Requirement: Count up the lines below in which the string "encoding" appears. The reply should be that number alone.

Data supplied:
↓
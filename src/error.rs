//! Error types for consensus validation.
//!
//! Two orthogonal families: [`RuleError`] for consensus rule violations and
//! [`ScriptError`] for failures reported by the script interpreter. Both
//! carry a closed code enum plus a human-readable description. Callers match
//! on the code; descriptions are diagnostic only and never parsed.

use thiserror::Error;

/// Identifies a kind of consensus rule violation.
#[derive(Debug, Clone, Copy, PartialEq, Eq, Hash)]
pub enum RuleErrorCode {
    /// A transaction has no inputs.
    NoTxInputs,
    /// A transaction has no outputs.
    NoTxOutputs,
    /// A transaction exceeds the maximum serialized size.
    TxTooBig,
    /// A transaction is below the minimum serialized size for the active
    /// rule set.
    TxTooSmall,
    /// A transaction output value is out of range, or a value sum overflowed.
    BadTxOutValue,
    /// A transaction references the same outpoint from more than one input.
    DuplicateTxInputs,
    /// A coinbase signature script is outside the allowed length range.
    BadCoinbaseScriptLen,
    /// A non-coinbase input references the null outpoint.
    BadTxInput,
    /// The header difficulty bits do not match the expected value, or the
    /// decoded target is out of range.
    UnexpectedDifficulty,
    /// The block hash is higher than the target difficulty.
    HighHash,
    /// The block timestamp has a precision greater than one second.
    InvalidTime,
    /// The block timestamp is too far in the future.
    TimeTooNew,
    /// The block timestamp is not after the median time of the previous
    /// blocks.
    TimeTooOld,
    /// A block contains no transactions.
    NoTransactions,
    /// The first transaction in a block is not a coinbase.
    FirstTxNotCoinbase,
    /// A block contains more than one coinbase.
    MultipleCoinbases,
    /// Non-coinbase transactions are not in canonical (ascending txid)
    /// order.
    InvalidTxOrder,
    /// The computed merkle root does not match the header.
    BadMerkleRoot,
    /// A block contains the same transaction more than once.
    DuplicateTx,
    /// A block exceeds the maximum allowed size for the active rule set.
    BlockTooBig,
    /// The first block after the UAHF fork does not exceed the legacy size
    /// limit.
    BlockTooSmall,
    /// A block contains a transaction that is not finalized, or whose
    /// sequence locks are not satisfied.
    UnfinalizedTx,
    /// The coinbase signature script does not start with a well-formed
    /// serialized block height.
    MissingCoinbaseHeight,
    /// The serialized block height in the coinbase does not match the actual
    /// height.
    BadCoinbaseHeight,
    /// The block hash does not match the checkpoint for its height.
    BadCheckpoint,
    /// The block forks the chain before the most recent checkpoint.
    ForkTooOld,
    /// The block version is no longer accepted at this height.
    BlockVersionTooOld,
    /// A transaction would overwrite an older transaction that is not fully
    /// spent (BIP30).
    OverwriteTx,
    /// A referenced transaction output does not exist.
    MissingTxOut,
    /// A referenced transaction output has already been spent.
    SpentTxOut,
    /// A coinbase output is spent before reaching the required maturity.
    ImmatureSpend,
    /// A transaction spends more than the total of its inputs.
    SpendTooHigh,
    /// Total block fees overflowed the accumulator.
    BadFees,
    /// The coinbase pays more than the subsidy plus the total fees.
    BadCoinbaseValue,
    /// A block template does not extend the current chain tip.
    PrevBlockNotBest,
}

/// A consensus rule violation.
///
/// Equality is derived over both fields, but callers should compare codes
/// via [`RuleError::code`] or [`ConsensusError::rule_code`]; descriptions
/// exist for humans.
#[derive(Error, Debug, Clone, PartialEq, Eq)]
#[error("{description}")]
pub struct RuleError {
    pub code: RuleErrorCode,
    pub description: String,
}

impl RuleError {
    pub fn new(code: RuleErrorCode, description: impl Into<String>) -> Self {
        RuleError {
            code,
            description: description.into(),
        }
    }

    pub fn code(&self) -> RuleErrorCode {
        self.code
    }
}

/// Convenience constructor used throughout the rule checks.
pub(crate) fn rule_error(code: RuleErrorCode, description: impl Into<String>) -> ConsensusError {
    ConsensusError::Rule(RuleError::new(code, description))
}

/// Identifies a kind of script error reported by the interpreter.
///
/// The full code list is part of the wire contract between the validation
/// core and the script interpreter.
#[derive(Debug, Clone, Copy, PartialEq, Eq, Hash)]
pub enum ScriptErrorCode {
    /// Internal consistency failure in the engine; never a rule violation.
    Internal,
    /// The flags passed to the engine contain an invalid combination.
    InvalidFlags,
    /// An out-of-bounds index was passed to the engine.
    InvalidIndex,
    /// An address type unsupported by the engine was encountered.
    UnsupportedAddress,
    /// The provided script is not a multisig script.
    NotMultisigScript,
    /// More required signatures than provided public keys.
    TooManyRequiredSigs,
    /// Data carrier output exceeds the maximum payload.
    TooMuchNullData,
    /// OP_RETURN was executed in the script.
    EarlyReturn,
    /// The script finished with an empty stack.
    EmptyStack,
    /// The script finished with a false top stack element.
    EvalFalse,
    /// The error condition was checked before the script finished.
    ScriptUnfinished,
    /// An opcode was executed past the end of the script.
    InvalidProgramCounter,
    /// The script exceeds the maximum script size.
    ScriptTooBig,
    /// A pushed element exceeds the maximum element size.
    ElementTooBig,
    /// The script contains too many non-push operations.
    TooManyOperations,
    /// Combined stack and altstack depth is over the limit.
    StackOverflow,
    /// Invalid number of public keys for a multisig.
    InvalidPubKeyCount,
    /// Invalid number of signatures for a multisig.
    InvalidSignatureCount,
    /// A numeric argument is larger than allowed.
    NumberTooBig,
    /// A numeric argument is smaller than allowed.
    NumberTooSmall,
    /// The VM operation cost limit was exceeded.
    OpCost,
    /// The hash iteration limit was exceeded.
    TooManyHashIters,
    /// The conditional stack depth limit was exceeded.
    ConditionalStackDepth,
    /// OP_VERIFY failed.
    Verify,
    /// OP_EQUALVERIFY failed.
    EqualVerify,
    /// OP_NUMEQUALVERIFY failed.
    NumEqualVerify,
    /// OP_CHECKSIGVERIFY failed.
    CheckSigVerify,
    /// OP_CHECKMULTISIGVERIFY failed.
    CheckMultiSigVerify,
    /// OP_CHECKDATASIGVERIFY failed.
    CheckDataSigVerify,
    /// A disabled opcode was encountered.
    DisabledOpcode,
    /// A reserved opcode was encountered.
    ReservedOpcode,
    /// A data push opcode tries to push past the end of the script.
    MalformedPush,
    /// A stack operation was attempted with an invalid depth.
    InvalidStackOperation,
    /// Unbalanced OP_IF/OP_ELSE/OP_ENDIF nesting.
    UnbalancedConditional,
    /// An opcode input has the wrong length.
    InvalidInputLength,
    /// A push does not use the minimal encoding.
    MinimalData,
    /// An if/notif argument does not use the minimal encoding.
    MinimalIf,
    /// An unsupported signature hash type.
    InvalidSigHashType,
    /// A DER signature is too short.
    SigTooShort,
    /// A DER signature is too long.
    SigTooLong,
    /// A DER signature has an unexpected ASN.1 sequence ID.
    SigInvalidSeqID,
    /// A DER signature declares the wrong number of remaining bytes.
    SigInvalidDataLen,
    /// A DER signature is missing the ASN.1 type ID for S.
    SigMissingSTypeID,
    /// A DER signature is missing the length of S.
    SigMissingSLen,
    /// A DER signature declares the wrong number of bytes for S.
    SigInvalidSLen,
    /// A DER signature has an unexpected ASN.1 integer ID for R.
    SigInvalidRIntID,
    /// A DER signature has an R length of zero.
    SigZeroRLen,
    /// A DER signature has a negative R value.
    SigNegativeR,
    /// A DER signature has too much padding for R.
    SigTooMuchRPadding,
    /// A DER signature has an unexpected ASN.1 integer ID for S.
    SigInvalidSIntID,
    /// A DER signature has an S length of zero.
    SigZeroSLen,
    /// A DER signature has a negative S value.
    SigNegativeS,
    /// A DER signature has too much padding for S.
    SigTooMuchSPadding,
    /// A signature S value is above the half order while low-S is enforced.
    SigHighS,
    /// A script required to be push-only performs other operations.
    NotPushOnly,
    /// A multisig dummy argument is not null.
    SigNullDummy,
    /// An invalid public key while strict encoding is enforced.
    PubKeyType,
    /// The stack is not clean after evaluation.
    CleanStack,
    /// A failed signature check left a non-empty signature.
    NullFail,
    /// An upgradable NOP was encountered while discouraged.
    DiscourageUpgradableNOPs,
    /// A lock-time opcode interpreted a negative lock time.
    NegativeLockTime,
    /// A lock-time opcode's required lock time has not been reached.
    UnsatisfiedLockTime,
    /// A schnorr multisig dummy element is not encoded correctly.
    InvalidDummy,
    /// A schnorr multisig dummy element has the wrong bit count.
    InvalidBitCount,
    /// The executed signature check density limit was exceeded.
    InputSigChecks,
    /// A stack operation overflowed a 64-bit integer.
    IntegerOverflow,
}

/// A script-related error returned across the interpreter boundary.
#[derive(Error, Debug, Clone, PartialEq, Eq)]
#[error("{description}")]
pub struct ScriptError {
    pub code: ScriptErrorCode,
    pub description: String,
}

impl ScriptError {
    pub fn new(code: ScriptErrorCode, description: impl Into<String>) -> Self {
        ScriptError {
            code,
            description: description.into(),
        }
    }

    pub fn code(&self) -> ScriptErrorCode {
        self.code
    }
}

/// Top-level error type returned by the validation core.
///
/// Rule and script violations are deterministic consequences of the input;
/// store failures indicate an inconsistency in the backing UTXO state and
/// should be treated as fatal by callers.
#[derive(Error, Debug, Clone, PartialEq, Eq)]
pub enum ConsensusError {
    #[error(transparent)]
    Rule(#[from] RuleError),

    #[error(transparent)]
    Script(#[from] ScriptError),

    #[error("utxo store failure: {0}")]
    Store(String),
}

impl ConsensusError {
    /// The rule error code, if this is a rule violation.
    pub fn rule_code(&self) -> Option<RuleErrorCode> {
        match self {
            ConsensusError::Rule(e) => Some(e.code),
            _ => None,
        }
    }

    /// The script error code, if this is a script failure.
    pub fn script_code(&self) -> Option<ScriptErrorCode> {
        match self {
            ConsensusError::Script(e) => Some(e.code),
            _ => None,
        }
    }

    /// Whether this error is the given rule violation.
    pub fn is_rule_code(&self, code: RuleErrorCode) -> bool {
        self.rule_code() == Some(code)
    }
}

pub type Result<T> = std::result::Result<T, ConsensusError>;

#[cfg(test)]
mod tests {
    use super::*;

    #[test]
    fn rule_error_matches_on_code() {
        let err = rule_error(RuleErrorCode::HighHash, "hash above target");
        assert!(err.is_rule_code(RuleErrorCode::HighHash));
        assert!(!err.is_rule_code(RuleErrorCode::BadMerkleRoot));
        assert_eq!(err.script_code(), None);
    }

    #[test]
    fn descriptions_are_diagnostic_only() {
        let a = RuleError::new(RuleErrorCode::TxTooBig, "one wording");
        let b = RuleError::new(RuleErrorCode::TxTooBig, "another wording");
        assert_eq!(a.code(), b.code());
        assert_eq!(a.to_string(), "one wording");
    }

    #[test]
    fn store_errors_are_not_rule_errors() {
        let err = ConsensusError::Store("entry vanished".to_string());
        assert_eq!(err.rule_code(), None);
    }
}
↑
Reply to the task: 3